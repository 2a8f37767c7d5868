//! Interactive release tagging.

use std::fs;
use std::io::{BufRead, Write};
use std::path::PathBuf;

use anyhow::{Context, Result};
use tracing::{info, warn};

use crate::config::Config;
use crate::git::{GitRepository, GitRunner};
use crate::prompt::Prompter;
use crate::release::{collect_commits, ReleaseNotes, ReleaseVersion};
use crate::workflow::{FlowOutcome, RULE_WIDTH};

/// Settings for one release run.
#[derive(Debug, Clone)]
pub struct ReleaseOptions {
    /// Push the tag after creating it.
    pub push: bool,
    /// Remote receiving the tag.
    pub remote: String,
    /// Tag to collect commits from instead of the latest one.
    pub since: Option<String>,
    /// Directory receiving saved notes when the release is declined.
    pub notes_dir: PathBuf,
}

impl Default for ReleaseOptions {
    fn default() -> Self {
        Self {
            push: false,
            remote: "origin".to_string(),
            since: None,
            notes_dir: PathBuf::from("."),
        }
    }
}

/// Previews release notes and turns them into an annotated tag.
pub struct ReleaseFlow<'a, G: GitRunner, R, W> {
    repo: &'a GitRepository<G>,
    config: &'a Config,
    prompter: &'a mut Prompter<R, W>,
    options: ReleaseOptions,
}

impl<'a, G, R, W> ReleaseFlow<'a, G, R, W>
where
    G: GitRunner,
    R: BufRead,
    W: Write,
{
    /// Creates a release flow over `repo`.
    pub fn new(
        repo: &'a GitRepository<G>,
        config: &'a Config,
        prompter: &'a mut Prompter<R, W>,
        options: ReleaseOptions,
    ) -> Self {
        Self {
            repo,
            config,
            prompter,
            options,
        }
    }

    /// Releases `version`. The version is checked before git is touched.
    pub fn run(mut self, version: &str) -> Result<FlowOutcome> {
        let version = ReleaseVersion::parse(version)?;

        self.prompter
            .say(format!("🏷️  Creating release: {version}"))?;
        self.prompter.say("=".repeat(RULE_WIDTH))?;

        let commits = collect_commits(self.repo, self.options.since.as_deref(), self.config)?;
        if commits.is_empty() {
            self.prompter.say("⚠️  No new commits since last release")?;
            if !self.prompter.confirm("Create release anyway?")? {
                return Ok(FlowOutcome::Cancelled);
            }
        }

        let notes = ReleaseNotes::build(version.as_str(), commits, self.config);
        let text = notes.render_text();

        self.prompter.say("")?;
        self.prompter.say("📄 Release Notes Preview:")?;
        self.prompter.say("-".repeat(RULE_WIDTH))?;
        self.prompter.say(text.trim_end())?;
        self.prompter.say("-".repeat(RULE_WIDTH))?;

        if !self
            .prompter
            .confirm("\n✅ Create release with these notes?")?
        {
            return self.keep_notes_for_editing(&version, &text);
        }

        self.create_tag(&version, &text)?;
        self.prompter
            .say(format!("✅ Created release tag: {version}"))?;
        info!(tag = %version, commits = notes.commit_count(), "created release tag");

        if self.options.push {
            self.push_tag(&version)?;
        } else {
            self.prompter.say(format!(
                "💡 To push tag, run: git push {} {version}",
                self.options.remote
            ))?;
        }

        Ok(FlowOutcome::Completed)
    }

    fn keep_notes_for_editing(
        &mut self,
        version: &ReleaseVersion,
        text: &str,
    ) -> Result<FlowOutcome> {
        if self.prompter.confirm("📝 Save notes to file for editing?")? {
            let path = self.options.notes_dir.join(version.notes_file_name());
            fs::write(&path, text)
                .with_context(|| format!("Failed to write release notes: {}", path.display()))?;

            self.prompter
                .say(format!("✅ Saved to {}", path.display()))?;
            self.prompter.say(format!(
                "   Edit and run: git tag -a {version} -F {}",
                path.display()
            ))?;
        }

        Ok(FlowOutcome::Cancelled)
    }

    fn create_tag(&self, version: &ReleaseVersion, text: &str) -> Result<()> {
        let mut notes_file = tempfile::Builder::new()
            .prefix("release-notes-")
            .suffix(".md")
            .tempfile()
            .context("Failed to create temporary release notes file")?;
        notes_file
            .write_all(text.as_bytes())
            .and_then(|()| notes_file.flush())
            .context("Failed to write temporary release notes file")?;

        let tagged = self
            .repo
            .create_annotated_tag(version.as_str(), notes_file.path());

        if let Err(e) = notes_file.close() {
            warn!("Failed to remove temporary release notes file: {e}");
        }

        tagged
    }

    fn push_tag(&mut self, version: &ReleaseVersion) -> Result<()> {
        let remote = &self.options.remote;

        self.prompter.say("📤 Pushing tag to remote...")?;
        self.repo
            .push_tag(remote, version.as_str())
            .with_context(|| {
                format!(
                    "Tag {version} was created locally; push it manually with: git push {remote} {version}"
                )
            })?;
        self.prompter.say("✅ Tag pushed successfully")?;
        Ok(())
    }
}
○ ○ ○ ○ ○ ○ ○
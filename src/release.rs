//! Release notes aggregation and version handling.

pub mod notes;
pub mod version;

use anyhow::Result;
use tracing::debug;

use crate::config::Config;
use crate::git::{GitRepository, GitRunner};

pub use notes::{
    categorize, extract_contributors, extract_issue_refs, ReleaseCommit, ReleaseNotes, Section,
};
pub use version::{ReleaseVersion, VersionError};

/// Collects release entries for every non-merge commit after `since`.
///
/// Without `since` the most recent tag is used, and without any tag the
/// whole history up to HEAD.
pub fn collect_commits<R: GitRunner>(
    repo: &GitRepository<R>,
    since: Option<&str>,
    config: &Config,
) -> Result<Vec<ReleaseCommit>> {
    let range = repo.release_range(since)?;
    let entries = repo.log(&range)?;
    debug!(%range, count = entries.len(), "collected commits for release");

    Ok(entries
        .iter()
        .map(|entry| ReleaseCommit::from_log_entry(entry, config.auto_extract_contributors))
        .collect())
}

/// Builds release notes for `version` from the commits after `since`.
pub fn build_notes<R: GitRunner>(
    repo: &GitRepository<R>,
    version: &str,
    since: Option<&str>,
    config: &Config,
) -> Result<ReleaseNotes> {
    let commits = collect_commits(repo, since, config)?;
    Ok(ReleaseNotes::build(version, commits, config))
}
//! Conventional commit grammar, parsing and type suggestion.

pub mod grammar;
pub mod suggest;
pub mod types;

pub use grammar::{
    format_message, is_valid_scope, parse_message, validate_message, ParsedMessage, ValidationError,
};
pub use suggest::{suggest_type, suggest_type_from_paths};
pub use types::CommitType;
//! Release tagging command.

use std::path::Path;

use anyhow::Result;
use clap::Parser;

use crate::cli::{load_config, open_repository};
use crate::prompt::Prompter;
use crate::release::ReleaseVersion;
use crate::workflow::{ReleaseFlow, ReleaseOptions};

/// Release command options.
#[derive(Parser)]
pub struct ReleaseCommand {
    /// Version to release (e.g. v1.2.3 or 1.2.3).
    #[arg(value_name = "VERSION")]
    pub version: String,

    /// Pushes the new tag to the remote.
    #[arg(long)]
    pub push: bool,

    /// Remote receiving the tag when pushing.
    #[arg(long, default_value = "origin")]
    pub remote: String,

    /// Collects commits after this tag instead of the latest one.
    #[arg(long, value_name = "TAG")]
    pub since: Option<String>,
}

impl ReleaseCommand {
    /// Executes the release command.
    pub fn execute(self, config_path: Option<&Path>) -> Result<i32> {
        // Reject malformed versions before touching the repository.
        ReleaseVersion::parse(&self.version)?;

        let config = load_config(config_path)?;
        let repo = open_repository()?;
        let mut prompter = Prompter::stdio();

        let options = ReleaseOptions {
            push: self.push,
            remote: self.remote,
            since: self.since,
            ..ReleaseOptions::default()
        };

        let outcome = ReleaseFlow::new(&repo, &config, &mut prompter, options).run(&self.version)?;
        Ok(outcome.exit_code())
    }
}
○ ○ ○ ○ ○ ○ ○
GOAL OF THE EXERCISE = Above is a listing; print exactly its lines from the one with "repository 2a8f37767c7d5868" through the one with "pub fn run(mut", and no other lines.

FINISHED TASK =
repository 2a8f37767c7d5868
//! Interactive release tagging.

use std::fs;
use std::io::{BufRead, Write};
use std::path::PathBuf;

use anyhow::{Context, Result};
use tracing::{info, warn};

use crate::config::Config;
use crate::git::{GitRepository, GitRunner};
use crate::prompt::Prompter;
use crate::release::{collect_commits, ReleaseNotes, ReleaseVersion};
use crate::workflow::{FlowOutcome, RULE_WIDTH};

/// Settings for one release run.
#[derive(Debug, Clone)]
pub struct ReleaseOptions {
    /// Push the tag after creating it.
    pub push: bool,
    /// Remote receiving the tag.
    pub remote: String,
    /// Tag to collect commits from instead of the latest one.
    pub since: Option<String>,
    /// Directory receiving saved notes when the release is declined.
    pub notes_dir: PathBuf,
}

impl Default for ReleaseOptions {
    fn default() -> Self {
        Self {
            push: false,
            remote: "origin".to_string(),
            since: None,
            notes_dir: PathBuf::from("."),
        }
    }
}

/// Previews release notes and turns them into an annotated tag.
pub struct ReleaseFlow<'a, G: GitRunner, R, W> {
    repo: &'a GitRepository<G>,
    config: &'a Config,
    prompter: &'a mut Prompter<R, W>,
    options: ReleaseOptions,
}

impl<'a, G, R, W> ReleaseFlow<'a, G, R, W>
where
    G: GitRunner,
    R: BufRead,
    W: Write,
{
    /// Creates a release flow over `repo`.
    pub fn new(
        repo: &'a GitRepository<G>,
        config: &'a Config,
        prompter: &'a mut Prompter<R, W>,
        options: ReleaseOptions,
    ) -> Self {
        Self {
            repo,
            config,
            prompter,
            options,
        }
    }

    /// Releases `version`. The version is checked before git is touched.
    pub fn run(mut self, version: &str) -> Result<FlowOutcome> {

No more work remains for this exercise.